Issues surrounding revenue recognition under IFRS 15, impairment losses, and provisions for bad debts have been at the center of many cases brought before the Tax Appeals Tribunal.
In these disputes, taxpayers typically argue that their treatment of such items is permitted under applicable International Financial Reporting Standards (IFRS), while the tax authority adopts a different interpretation grounded in statutory tax law.
Accounting standards serve as a structured framework for recognizing, measuring, and presenting transactions that arise in the day-to-day operations of an entity.
Their primary purpose is to promote consistency, transparency, and comparability in financial reporting across firms and jurisdictions. IFRS, in particular, is applied globally and plays a critical role in ensuring that financial statements are understandable and comparable across borders.
Without such standards, financial reporting would be fragmented and chaotic. However, a fundamental misconception persists among many organizations: accounting standards are not laws.
They do not exist independently of the legal and regulatory frameworks within which they are applied. Rather, they operate within and are subordinate to the laws of the jurisdiction in which an entity is domiciled.
This distinction becomes especially significant when accounting treatments have direct implications for tax liability.
While IFRS governs financial reporting, taxation is governed by statute. Tensions arise when entities assume that compliance with accounting standards automatically guarantees acceptance for tax purposes.
A clear illustration of this conflict is found in the case of Bidco Africa Ltd v Commissioner of Domestic Taxes. In this matter, the dispute centered on inventory valuation and cost-of-sales adjustments, with implications under IAS 2 (Inventories).
The taxpayer argued that its application of accepted inventory valuation methods—FIFO and weighted average cost—was compliant with IAS 2 and that the resulting cost-of-sales figures should therefore be accepted for tax purposes.
Conversely, the tax authority challenged whether the valuation adjustments were sufficiently supported, disputing components of cost of sales that reduced taxable profit.
The Commissioner emphasised statutory documentation and evidentiary requirements rather than accounting treatment alone.

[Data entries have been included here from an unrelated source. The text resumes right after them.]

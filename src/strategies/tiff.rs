//! # TIFF Strategy
//!
//! Documenti multipagina: ogni pagina viene ricompressa singolarmente e poi
//! riassemblata nell'ordine originale.
//!
//! ## Flusso:
//! 1. `convert input page-%04d.tif` in una directory temporanea di sistema
//! 2. Per ogni pagina: `-colorspace Gray -depth 8 -compress LZW`
//! 3. `convert lzw-0000.tif lzw-0001.tif ... -compress LZW output`
//!
//! La directory temporanea viene rimossa in ogni caso (drop di `TempDir`).

use anyhow::Result;
use futures::future::BoxFuture;
use std::ffi::OsString;
use std::path::{Path, PathBuf};
use tokio::fs;
use tracing::debug;

use super::FormatStrategy;
use crate::args;
use crate::error::OptimizeError;
use crate::format::FormatKind;
use crate::safe_replace::{ensure_artifact, TransformStatus};
use crate::toolchain::{Tool, Toolchain};

const PAGE_PREFIX: &str = "page-";
const RECOMPRESSED_PREFIX: &str = "lzw-";

pub struct TiffStrategy;

impl TiffStrategy {
    async fn split(tools: &Toolchain, input: &Path, work_dir: &Path) -> Result<Vec<PathBuf>> {
        let pattern = work_dir.join(format!("{}%04d.tif", PAGE_PREFIX));
        tools.run(Tool::Convert, &args![input, pattern]).await?;

        let pages = list_pages(work_dir, PAGE_PREFIX).await?;
        if pages.is_empty() {
            return Err(OptimizeError::EmptyArtifact {
                tool: Tool::Convert.binary_name().to_string(),
            }
            .into());
        }
        Ok(pages)
    }

    async fn recompress(tools: &Toolchain, pages: &[PathBuf], work_dir: &Path) -> Result<Vec<PathBuf>> {
        let mut recompressed = Vec::with_capacity(pages.len());
        for (index, page) in pages.iter().enumerate() {
            let target = work_dir.join(format!("{}{:04}.tif", RECOMPRESSED_PREFIX, index));
            let args = args![
                page,
                "-colorspace",
                "Gray",
                "-depth",
                "8",
                "-compress",
                "LZW",
                target,
            ];
            tools.run(Tool::Convert, &args).await?;
            recompressed.push(target);
        }
        Ok(recompressed)
    }

    async fn merge(tools: &Toolchain, pages: &[PathBuf], output: &Path) -> Result<()> {
        let mut args: Vec<OsString> = pages.iter().map(|p| p.as_os_str().to_os_string()).collect();
        args.extend(args!["-compress", "LZW", output]);
        tools.run(Tool::Convert, &args).await
    }
}

impl FormatStrategy for TiffStrategy {
    fn kind(&self) -> FormatKind {
        FormatKind::Tiff
    }

    fn transform<'a>(
        &'a self,
        tools: &'a Toolchain,
        input: &'a Path,
        output: &'a Path,
    ) -> BoxFuture<'a, Result<TransformStatus>> {
        Box::pin(async move {
            let work_dir = tempfile::Builder::new().prefix("optimg-tiff-").tempdir()?;

            let pages = Self::split(tools, input, work_dir.path()).await?;
            debug!("{} split into {} page(s)", input.display(), pages.len());

            let recompressed = Self::recompress(tools, &pages, work_dir.path()).await?;
            Self::merge(tools, &recompressed, output).await?;
            ensure_artifact(output, Tool::Convert.binary_name()).await?;
            Ok(TransformStatus::Produced)
        })
    }
}

/// Page number encoded after `prefix` (`page-0042.tif` → 42)
fn page_index(path: &Path, prefix: &str) -> Option<u64> {
    path.file_stem()?.to_str()?.strip_prefix(prefix)?.parse().ok()
}

/// Files in `dir` whose name starts with `prefix`, in page order
///
/// `%04d` only pads to four digits, so `page-10000` must sort after `page-9999`.
pub async fn list_pages(dir: &Path, prefix: &str) -> Result<Vec<PathBuf>> {
    let mut pages = Vec::new();
    let mut entries = fs::read_dir(dir).await?;
    while let Some(entry) = entries.next_entry().await? {
        if entry.file_name().to_string_lossy().starts_with(prefix) {
            pages.push(entry.path());
        }
    }
    pages.sort_by_cached_key(|page| (page_index(page, prefix), page.clone()));
    Ok(pages)
}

This case highlights a critical reality: even where accounting standards are applied correctly, they do not operate in a vacuum. Compliance with IFRS does not, in itself, create a legal entitlement under tax law. The Tribunal ultimately ruled in favor of the tax authority, holding that inventory adjustments must be supported by adequate documentation and meet statutory requirements before they can be recognized for tax computation purposes.
Although outcomes vary across cases, a consistent principle emerges from tribunal jurisprudence: IFRS-compliant accounting treatment does not automatically translate into tax recognition.
Regulatory authorities and tribunals continue to encourage the use of accounting standards while simultaneously emphasizing adherence to relevant tax legislation. This distinction is often inadequately understood by practitioners and stakeholders in the field.
There is therefore a strong case for reform in accounting and finance education. Curricula should integrate accounting standards with applicable tax codes, rather than treating IFRS as standalone frameworks divorced from legal reality.
This integration should extend beyond tax specializations to all relevant professional training. Failure to do so risks producing professionals who are technically competent in accounting standards but insufficiently grounded in the regulatory and legal contexts within which those standards operate, effectively creating half-prepared practitioners in an increasingly complex financial environment.